Combien? « Dix dollars par moto », à payer au M23 pour circuler sans encombre, précise un représentant des pêcheurs. Les coûts additionnels de transport, liés au détour et aux différentes « taxes » des hommes en armes, réduisent à peau de chagrin les maigres marges des poissonnières de Vitshumbi.

« Rien trouvé »

« Je ne gagne plus rien aujourd’hui », soupire Espérance Matomahini. Assise dans un hangar décati des services du ministère de la Pêche, elle désespère. « Mes enfants ont été chassés de l’école, je n’arrivais plus à payer leur scolarité ».

Le ciel vire à l’orage. Une embarcation accoste. Elle est vide. « On a pêché toute la nuit, mais on n’a rien trouvé », explique, dépité, le capitaine d’une pirogue.

« Certains pêcheurs pêchent dans les frayères – lieux de reproduction des poissons – et comme ils payent les forces navales (de l’armée congolaise) ou les maïmaï (milices communautaires), ils sont protégés », dénonce un représentant d’un groupe de pêcheurs.

Les jeunes poissons disparaissent. D’année en année, Vitshumbi voit l’espoir de bonnes pêches disparaître.

« Nous sommes passés en peu de temps de 15.000 tonnes à moins de 400 tonnes de poisson par an », déclare Delphin Mutahinga, représentant local du gouverneur.

Héritage de la période coloniale, tracées il y a près d’un siècle, les limites du parc national des Virunga s’étirent sur 300 km du nord au sud et englobe Vitshumbi. Le parc étant classé au patrimoine mondial par l’Unesco, les règles sont strictes et ses gardes veillent au grain.

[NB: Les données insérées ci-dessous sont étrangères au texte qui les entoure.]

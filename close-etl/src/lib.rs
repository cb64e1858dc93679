//! Incremental extraction of Close CRM records into versioned analytical tables.
//!
//! The crate is organized around one pipeline per entity kind: a fetcher pulls
//! raw rows from the paginated REST API (either a sequential full scan or a
//! count-then-fan-out windowed fetch), a pure transform normalizes them into a
//! fixed nested schema, the batch is appended to an append-only staging table,
//! and a compaction pass rewrites the canonical table as the deduplicated,
//! latest-version projection of staging. Repeated or overlapping runs are
//! idempotent by construction: staging accumulates duplicates and compaction
//! keeps, per primary key, the row with the maximum increment-key value.

pub mod entity;
pub mod error;
pub mod fetch;
mod macros;
pub mod pipeline;
pub mod schema;
pub mod source;
pub mod store;
#[cfg(any(test, feature = "test-utils"))]
pub mod test_utils;
pub mod types;
pub mod watermark;
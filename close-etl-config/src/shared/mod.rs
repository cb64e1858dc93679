mod destination;
mod pipeline;
mod source;

pub use destination::*;
pub use pipeline::*;
pub use source::*;

use serde::Deserialize;

/// Top-level configuration for a close-etl service.
///
/// This is the shape deserialized by [`crate::load::load_config`] for the
/// runner binary: where to fetch from, where to load into, and how the
/// pipeline pages through the source.
#[derive(Debug, Clone, Deserialize)]
#[serde(rename_all = "snake_case")]
pub struct RunnerConfig {
    /// Source API connection settings.
    pub api: CloseApiConfig,
    /// Destination table store settings.
    pub destination: DestinationConfig,
    /// Pipeline behavior settings.
    #[serde(default)]
    pub pipeline: PipelineConfig,
}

« Nous n’avons pas le droit de faire autre chose que la pêche ici, pas d’agriculture, rien. On doit tout acheter », explique Joseph Muhindo, président de la société civile locale.

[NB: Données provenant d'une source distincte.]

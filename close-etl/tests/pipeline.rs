#![cfg(feature = "test-utils")]

use chrono::{TimeZone, Utc};
use close_etl::entity::EntityKind;
use close_etl::error::ErrorKind;
use close_etl::pipeline::Pipeline;
use close_etl::store::memory::MemoryTableStore;
use close_etl::test_utils::StubApiSource;
use close_etl_config::shared::PipelineConfig;
use close_etl_telemetry::tracing::init_test_tracing;
use serde_json::json;

fn pipeline_config() -> PipelineConfig {
    PipelineConfig {
        page_size: 100,
        max_concurrent_pages: None,
    }
}

fn raw_lead(id: &str, date_updated: &str) -> serde_json::Value {
    json!({
        "id": id,
        "date_updated": date_updated,
        "display_name": format!("lead {id}"),
        "contacts": [],
    })
}

fn raw_user(id: &str, email: &str) -> serde_json::Value {
    json!({
        "id": id,
        "email": email,
        "date_updated": "2024-01-01T00:00:00+00:00",
    })
}

#[tokio::test]
async fn windowed_run_fans_out_one_request_per_page() {
    init_test_tracing();

    let source = StubApiSource::new();
    let rows = (0..250)
        .map(|n| raw_lead(&format!("lead_{n}"), "2024-01-10T00:00:00+00:00"))
        .collect();
    source.set_dataset("lead", rows).await;

    let pipeline = Pipeline::new(pipeline_config(), source.clone(), MemoryTableStore::new());
    let result = pipeline
        .run(EntityKind::Lead, Some("2024-01-01"), Some("2024-02-01"))
        .await
        .unwrap();

    assert_eq!(result.num_processed, 250);
    assert_eq!(result.output_rows, Some(250));

    // One single-row probe plus one request per page of 100 over 250 rows.
    let requests = source.requests().await;
    assert_eq!(requests.len(), 4);
    assert_eq!(requests[0].skip, 0);
    assert_eq!(requests[0].limit, 1);
    let mut fan_out_offsets: Vec<u64> = requests[1..].iter().map(|request| request.skip).collect();
    fan_out_offsets.sort_unstable();
    assert_eq!(fan_out_offsets, vec![0, 100, 200]);

    for request in &requests {
        assert_eq!(
            request.filter.as_deref(),
            Some("date_updated > 2024-01-01 date_updated < 2024-02-01")
        );
    }
    assert!(requests[1..].iter().all(|request| request.limit == 100));
}

#[tokio::test]
async fn windowed_run_caps_in_flight_pages_when_configured() {
    init_test_tracing();

    let source = StubApiSource::new();
    let rows = (0..250)
        .map(|n| raw_lead(&format!("lead_{n}"), "2024-01-10T00:00:00+00:00"))
        .collect();
    source.set_dataset("lead", rows).await;

    let config = PipelineConfig {
        page_size: 100,
        max_concurrent_pages: Some(1),
    };
    let pipeline = Pipeline::new(config, source.clone(), MemoryTableStore::new());
    let result = pipeline
        .run(EntityKind::Lead, Some("2024-01-01"), Some("2024-02-01"))
        .await
        .unwrap();

    // The cap throttles the fan-out without changing what gets fetched.
    assert_eq!(result.num_processed, 250);
    assert_eq!(source.requests().await.len(), 4);
}

#[tokio::test]
async fn staged_update_replaces_the_canonical_row() {
    init_test_tracing();

    let source = StubApiSource::new();
    let store = MemoryTableStore::new();
    let pipeline = Pipeline::new(pipeline_config(), source.clone(), store.clone());

    source
        .set_dataset("lead", vec![raw_lead("a", "2024-01-05T00:00:00+00:00")])
        .await;
    pipeline
        .run(EntityKind::Lead, Some("2024-01-01"), Some("2024-02-01"))
        .await
        .unwrap();

    // The same lead comes back updated in a later window.
    source
        .set_dataset("lead", vec![raw_lead("a", "2024-02-05T00:00:00+00:00")])
        .await;
    let result = pipeline
        .run(EntityKind::Lead, Some("2024-02-01"), Some("2024-03-01"))
        .await
        .unwrap();

    assert_eq!(result.output_rows, Some(1));

    let canonical = store.table_rows("Lead").await;
    assert_eq!(canonical.len(), 1);
    assert_eq!(canonical[0]["date_updated"], json!("2024-02-05T00:00:00+00:00"));

    // Both versions remain in staging, append-only.
    assert_eq!(store.table_rows("_stage_Lead").await.len(), 2);
}

#[tokio::test]
async fn output_rows_counts_this_runs_staged_batch_only() {
    init_test_tracing();

    let source = StubApiSource::new();
    let store = MemoryTableStore::new();
    let pipeline = Pipeline::new(pipeline_config(), source.clone(), store.clone());

    source
        .set_dataset(
            "lead",
            vec![
                raw_lead("a", "2024-01-05T00:00:00+00:00"),
                raw_lead("b", "2024-01-06T00:00:00+00:00"),
            ],
        )
        .await;
    pipeline
        .run(EntityKind::Lead, Some("2024-01-01"), Some("2024-02-01"))
        .await
        .unwrap();

    // Only one new lead in the next window, even though compaction leaves
    // three rows in the canonical table.
    source
        .set_dataset("lead", vec![raw_lead("c", "2024-02-05T00:00:00+00:00")])
        .await;
    let result = pipeline
        .run(EntityKind::Lead, Some("2024-02-01"), Some("2024-03-01"))
        .await
        .unwrap();

    assert_eq!(result.num_processed, 1);
    assert_eq!(result.output_rows, Some(1));
    assert_eq!(store.table_rows("Lead").await.len(), 3);
}

#[tokio::test]
async fn zero_page_size_is_rejected() {
    init_test_tracing();

    let source = StubApiSource::new();
    source
        .set_dataset("lead", vec![raw_lead("a", "2024-01-05T00:00:00+00:00")])
        .await;

    let config = PipelineConfig {
        page_size: 0,
        max_concurrent_pages: None,
    };
    let pipeline = Pipeline::new(config, source.clone(), MemoryTableStore::new());
    let err = pipeline
        .run(EntityKind::Lead, Some("2024-01-01"), Some("2024-02-01"))
        .await
        .unwrap_err();

    assert_eq!(err.kind(), ErrorKind::ConfigError);
    assert!(source.requests().await.is_empty());
}

#[tokio::test]
async fn rerunning_the_same_window_leaves_the_canonical_table_unchanged() {
    init_test_tracing();

    let source = StubApiSource::new();
    let store = MemoryTableStore::new();
    let pipeline = Pipeline::new(pipeline_config(), source.clone(), store.clone());

    source
        .set_dataset(
            "lead",
            vec![
                raw_lead("a", "2024-01-05T00:00:00+00:00"),
                raw_lead("b", "2024-01-06T00:00:00+00:00"),
            ],
        )
        .await;

    pipeline
        .run(EntityKind::Lead, Some("2024-01-01"), Some("2024-02-01"))
        .await
        .unwrap();
    let first = store.table_rows("Lead").await;

    pipeline
        .run(EntityKind::Lead, Some("2024-01-01"), Some("2024-02-01"))
        .await
        .unwrap();
    let second = store.table_rows("Lead").await;

    assert_eq!(first, second);
    assert_eq!(store.table_rows("_stage_Lead").await.len(), 4);
}

#[tokio::test]
async fn empty_fetch_skips_load_and_compaction() {
    init_test_tracing();

    let source = StubApiSource::new();
    let store = MemoryTableStore::new();
    source.set_dataset("lead", Vec::new()).await;

    let pipeline = Pipeline::new(pipeline_config(), source.clone(), store.clone());
    let result = pipeline
        .run(EntityKind::Lead, Some("2024-01-01"), Some("2024-02-01"))
        .await
        .unwrap();

    assert_eq!(result.num_processed, 0);
    assert_eq!(result.output_rows, None);
    assert!(result.start.is_some());
    assert!(store.table_rows("_stage_Lead").await.is_empty());
    assert!(store.table_rows("Lead").await.is_empty());

    // Only the probe went out, there was nothing to fan out over.
    assert_eq!(source.requests().await.len(), 1);
}

#[tokio::test]
async fn derived_window_runs_from_the_stored_watermark() {
    init_test_tracing();

    let source = StubApiSource::new();
    let store = MemoryTableStore::new();
    store
        .insert_row(
            "Lead",
            json!({"id": "a", "date_updated": "2024-03-10T00:00:00Z"}),
        )
        .await;
    source
        .set_dataset("lead", vec![raw_lead("b", "2024-03-15T00:00:00+00:00")])
        .await;

    let pipeline = Pipeline::new(pipeline_config(), source.clone(), store.clone());
    let run_started = Utc.with_ymd_and_hms(2024, 4, 1, 0, 0, 0).unwrap();
    let result = pipeline
        .run_at(EntityKind::Lead, None, None, run_started)
        .await
        .unwrap();

    assert_eq!(
        result.start,
        Some(Utc.with_ymd_and_hms(2024, 3, 10, 0, 0, 0).unwrap())
    );
    assert_eq!(result.end, Some(run_started));

    let requests = source.requests().await;
    assert_eq!(
        requests[0].filter.as_deref(),
        Some("date_updated > 2024-03-10 date_updated < 2024-04-01")
    );
}

#[tokio::test]
async fn derived_window_without_watermark_fails() {
    init_test_tracing();

    let source = StubApiSource::new();
    source.set_dataset("lead", Vec::new()).await;

    let pipeline = Pipeline::new(pipeline_config(), source.clone(), MemoryTableStore::new());
    let err = pipeline.run(EntityKind::Lead, None, None).await.unwrap_err();

    assert_eq!(err.kind(), ErrorKind::NoWatermark);
    assert!(source.requests().await.is_empty());
}

#[tokio::test]
async fn failed_page_aborts_the_run_without_staging_anything() {
    init_test_tracing();

    let source = StubApiSource::new();
    let store = MemoryTableStore::new();
    let rows = (0..250)
        .map(|n| raw_lead(&format!("lead_{n}"), "2024-01-10T00:00:00+00:00"))
        .collect();
    source.set_dataset("lead", rows).await;
    source.fail_page("lead", 100).await;

    let pipeline = Pipeline::new(pipeline_config(), source.clone(), store.clone());
    let err = pipeline
        .run(EntityKind::Lead, Some("2024-01-01"), Some("2024-02-01"))
        .await
        .unwrap_err();

    assert_eq!(err.kind(), ErrorKind::FetchFailed);
    assert!(store.table_rows("_stage_Lead").await.is_empty());
    assert!(store.table_rows("Lead").await.is_empty());
}

#[tokio::test]
async fn full_scan_entity_pages_sequentially() {
    init_test_tracing();

    let source = StubApiSource::new();
    let store = MemoryTableStore::new();
    let rows = (0..250)
        .map(|n| raw_user(&format!("user_{n}"), &format!("user_{n}@acme.test")))
        .collect();
    source.set_dataset("user", rows).await;

    let pipeline = Pipeline::new(pipeline_config(), source.clone(), store.clone());
    let result = pipeline.run(EntityKind::User, None, None).await.unwrap();

    assert_eq!(result.num_processed, 250);
    assert_eq!(result.output_rows, Some(250));
    assert_eq!(result.start, None);
    assert_eq!(result.end, None);

    // Sequential cursor, no filter, offsets strictly increasing.
    let requests = source.requests().await;
    let offsets: Vec<u64> = requests.iter().map(|request| request.skip).collect();
    assert_eq!(offsets, vec![0, 100, 200]);
    assert!(requests.iter().all(|request| request.filter.is_none()));
}

#[tokio::test]
async fn full_scan_entity_ignores_explicit_bounds() {
    init_test_tracing();

    let source = StubApiSource::new();
    source
        .set_dataset("user", vec![raw_user("user_1", "one@acme.test")])
        .await;

    let pipeline = Pipeline::new(pipeline_config(), source.clone(), MemoryTableStore::new());
    let result = pipeline
        .run(EntityKind::User, Some("2024-01-01"), Some("2024-02-01"))
        .await
        .unwrap();

    assert_eq!(result.num_processed, 1);
    assert_eq!(result.start, None);
    assert!(source.requests().await[0].filter.is_none());
}

#[tokio::test]
async fn full_scan_rerun_deduplicates_by_primary_key() {
    init_test_tracing();

    let source = StubApiSource::new();
    let store = MemoryTableStore::new();
    source
        .set_dataset(
            "user",
            vec![
                raw_user("user_1", "one@acme.test"),
                raw_user("user_2", "two@acme.test"),
            ],
        )
        .await;

    let pipeline = Pipeline::new(pipeline_config(), source.clone(), store.clone());
    pipeline.run(EntityKind::User, None, None).await.unwrap();

    source
        .set_dataset(
            "user",
            vec![
                raw_user("user_1", "renamed@acme.test"),
                raw_user("user_2", "two@acme.test"),
            ],
        )
        .await;
    let result = pipeline.run(EntityKind::User, None, None).await.unwrap();

    assert_eq!(result.output_rows, Some(2));

    let canonical = store.table_rows("User").await;
    let user_1 = canonical
        .iter()
        .find(|row| row["id"] == json!("user_1"))
        .unwrap();
    assert_eq!(user_1["email"], json!("renamed@acme.test"));
}

#[tokio::test]
async fn malformed_row_fails_the_run_before_staging() {
    init_test_tracing();

    let source = StubApiSource::new();
    let store = MemoryTableStore::new();
    source
        .set_dataset(
            "lead",
            vec![
                raw_lead("a", "2024-01-05T00:00:00+00:00"),
                json!({"display_name": "missing id and date_updated"}),
            ],
        )
        .await;

    let pipeline = Pipeline::new(pipeline_config(), source.clone(), store.clone());
    let err = pipeline
        .run(EntityKind::Lead, Some("2024-01-01"), Some("2024-02-01"))
        .await
        .unwrap_err();

    assert_eq!(err.kind(), ErrorKind::SchemaViolation);
    assert!(store.table_rows("_stage_Lead").await.is_empty());
}

#[tokio::test]
async fn partial_explicit_bounds_are_rejected_for_incremental_entities() {
    init_test_tracing();

    let source = StubApiSource::new();
    source.set_dataset("lead", Vec::new()).await;

    let pipeline = Pipeline::new(pipeline_config(), source.clone(), MemoryTableStore::new());
    let err = pipeline
        .run(EntityKind::Lead, Some("2024-01-01"), None)
        .await
        .unwrap_err();

    assert_eq!(err.kind(), ErrorKind::InvalidWindow);
}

Avant la guerre, la plupart des produits de base, farine, huile, savon, etc. arrivaient par camions directement de Goma, par la route nationale.

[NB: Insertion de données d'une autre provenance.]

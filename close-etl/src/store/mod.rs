//! Destination table stores.
//!
//! A [`TableStore`] is the seam between the pipeline and the warehouse that
//! holds staged and canonical tables. [`memory::MemoryTableStore`] backs
//! tests and local development; the BigQuery store behind the `bigquery`
//! feature backs production runs.

#[cfg(feature = "bigquery")]
pub mod bigquery;
pub mod memory;

use std::future::Future;

use chrono::{DateTime, Utc};

use crate::error::EtlResult;
use crate::schema::TableSchema;
use crate::types::TransformedRow;

/// Storage backend for staged and canonical entity tables.
///
/// Implementations must make [`TableStore::append_rows`] append-only and
/// [`TableStore::replace_with_latest`] atomic from the reader's point of
/// view: readers of the canonical table observe either the previous
/// contents or the fully compacted result, never a partial state.
pub trait TableStore {
    /// Appends `rows` to `table`, creating the table from `schema` if it
    /// does not exist yet. Returns the number of rows appended.
    fn append_rows(
        &self,
        table: &str,
        schema: &TableSchema,
        rows: Vec<TransformedRow>,
    ) -> impl Future<Output = EtlResult<u64>> + Send;

    /// Returns the maximum value of the timestamp `column` in `table`, or
    /// `None` when the table is missing or empty.
    fn max_increment(
        &self,
        table: &str,
        column: &str,
    ) -> impl Future<Output = EtlResult<Option<DateTime<Utc>>>> + Send;

    /// Replaces `canonical` with the rows of `staging` deduplicated to one
    /// row per `primary_key` tuple, keeping the row with the greatest
    /// `increment_key`. Returns the row count of the rebuilt table.
    fn replace_with_latest(
        &self,
        canonical: &str,
        staging: &str,
        primary_key: &[&str],
        increment_key: &str,
    ) -> impl Future<Output = EtlResult<u64>> + Send;
}
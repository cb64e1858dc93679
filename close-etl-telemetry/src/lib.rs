//! Telemetry bootstrap for close-etl services.

pub mod tracing;
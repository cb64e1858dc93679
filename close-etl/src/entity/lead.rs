//! Lead entity: incremental, with nested contact records.

use serde_json::{Map, Value};

use crate::entity::{EntityDescriptor, as_object, optional, required};
use crate::error::EtlResult;
use crate::schema::{FieldSchema, FieldType, TableSchema};
use crate::types::{RawRow, TransformedRow};

const PHONE_FIELDS: &[FieldSchema] = &[
    FieldSchema::nullable("phone_formatted", FieldType::String),
    FieldSchema::nullable("phone", FieldType::String),
    FieldSchema::nullable("type", FieldType::String),
    FieldSchema::nullable("country", FieldType::String),
];

const EMAIL_FIELDS: &[FieldSchema] = &[
    FieldSchema::nullable("type", FieldType::String),
    FieldSchema::nullable("email", FieldType::String),
];

const CONTACT_FIELDS: &[FieldSchema] = &[
    FieldSchema::repeated_record("phones", PHONE_FIELDS),
    FieldSchema::nullable("name", FieldType::String),
    FieldSchema::nullable("updated_by", FieldType::String),
    FieldSchema::repeated_record("emails", EMAIL_FIELDS),
    FieldSchema::nullable("date_updated", FieldType::Timestamp),
    FieldSchema::nullable("display_name", FieldType::String),
    FieldSchema::nullable("date_created", FieldType::Timestamp),
    FieldSchema::nullable("lead_id", FieldType::String),
    FieldSchema::nullable("created_by", FieldType::String),
    FieldSchema::nullable("title", FieldType::String),
    FieldSchema::nullable("id", FieldType::String),
];

pub(super) static DESCRIPTOR: EntityDescriptor = EntityDescriptor {
    endpoint: "lead",
    table: "Lead",
    primary_key: &["id"],
    increment_key: "date_updated",
    is_incremental: true,
    schema: TableSchema {
        fields: &[
            FieldSchema::required("id", FieldType::String),
            FieldSchema::required("date_updated", FieldType::Timestamp),
            FieldSchema::nullable("display_name", FieldType::String),
            FieldSchema::nullable("updated_by", FieldType::String),
            FieldSchema::nullable("status_id", FieldType::String),
            FieldSchema::nullable("created_by", FieldType::String),
            FieldSchema::nullable("custom_lead_owner", FieldType::String),
            FieldSchema::nullable("organization_id", FieldType::String),
            FieldSchema::nullable("date_created", FieldType::Timestamp),
            FieldSchema::repeated_record("contacts", CONTACT_FIELDS),
        ],
    },
};

pub(super) fn transform(row: RawRow) -> EtlResult<TransformedRow> {
    let raw = as_object(&row, DESCRIPTOR.table)?;

    let mut out = Map::new();
    out.insert("id".to_owned(), required(raw, DESCRIPTOR.table, "id")?);
    out.insert(
        "date_updated".to_owned(),
        required(raw, DESCRIPTOR.table, "date_updated")?,
    );
    for key in [
        "display_name",
        "updated_by",
        "status_id",
        "created_by",
        "custom_lead_owner",
        "organization_id",
        "date_created",
    ] {
        out.insert(key.to_owned(), optional(raw, key));
    }
    out.insert("contacts".to_owned(), Value::Array(contacts(raw)));

    Ok(Value::Object(out))
}

/// Projects the nested contact list, absent or empty input becoming `[]`.
fn contacts(raw: &Map<String, Value>) -> Vec<Value> {
    let Some(Value::Array(contacts)) = raw.get("contacts") else {
        return Vec::new();
    };

    contacts
        .iter()
        .filter_map(Value::as_object)
        .map(|contact| {
            let mut out = Map::new();
            out.insert("phones".to_owned(), phone_numbers(contact));
            out.insert("emails".to_owned(), email_addresses(contact));
            for key in [
                "name",
                "updated_by",
                "date_updated",
                "display_name",
                "date_created",
                "lead_id",
                "created_by",
                "title",
                "id",
            ] {
                out.insert(key.to_owned(), optional(contact, key));
            }
            Value::Object(out)
        })
        .collect()
}

fn phone_numbers(contact: &Map<String, Value>) -> Value {
    project_repeated(contact, "phones", &["phone_formatted", "phone", "type", "country"])
}

fn email_addresses(contact: &Map<String, Value>) -> Value {
    project_repeated(contact, "emails", &["type", "email"])
}

/// Projects a repeated record field to the given keys, absence becoming `[]`.
fn project_repeated(parent: &Map<String, Value>, field: &str, keys: &[&str]) -> Value {
    let Some(Value::Array(elements)) = parent.get(field) else {
        return Value::Array(Vec::new());
    };

    let projected = elements
        .iter()
        .filter_map(Value::as_object)
        .map(|element| {
            let mut out = Map::new();
            for key in keys {
                out.insert((*key).to_owned(), optional(element, key));
            }
            Value::Object(out)
        })
        .collect();

    Value::Array(projected)
}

Aujourd’hui, ils empruntent des chemins compliqués depuis la frontière ougandaise, entre des lignes de front mouvantes. Ou ils arrivent du nord de la province, après 250 km de route montagneuse infestée de groupes armés.

 « Nés dans la guerre »

« On ne connaît qu’un seul gars qui a osé prendre la route de Goma à Vitshumbi depuis que les M23 sont là. Ça doit être un fou. Ou il avait fumé du chanvre », rigolent entre eux des « maïmaï », qui se présentent comme « des déplacés de guerre » et accusent l’armée de les avoir « abandonnés ».

« Ils nous avaient promis des munitions, mais ils n’ont même pas livré 20% de ce qu’ils avaient dit », tonne Serge, qui se présente comme le « commandant des autodéfenses ».

Il maintient qu’avec plus de soutien de l’armée, ils auraient pu gagner la guerre contre le M23 – pourtant appuyé et ravitaillé par l’armée rwandaise, selon des experts des Nations unies. A vol d’oiseau, à peine une centaine de kilomètres séparent Vitshumbi de la frontière rwandaise.

Le soir tombe sur la ville, où on amarre les bateaux. On prie pour que la pêche soit bonne, mais surtout pour la réouverture de la route… et le départ des rebelles.

Une petite tornade projette du sable sur une enfilade de bâtiments hors d’âge, un groupe de maïmaï déambule dans la cité. L’un d’eux soupire: « Nous sommes nés dans la guerre. Nous avons grandi dans la guerre. Nous mourrons dans la guerre… »

Le M23 et l’armée rwandaise se sont emparés de larges pans du Nord-Kivu en moins d’une année.

En plus de l’armée congolaise et de la mission des Nations unies en RD Congo (Monusco), des contractants militaires d’Europe de l’Est ont été déployés depuis décembre et une force régionale de plusieurs milliers de soldats a été créée.

Mais malgré la présence de tous ces hommes en armes, les rebelles sont toujours là. L’économie est à l’arrêt. Et les poissonnières de Vitshumbi continuent de payer des taxes au M23.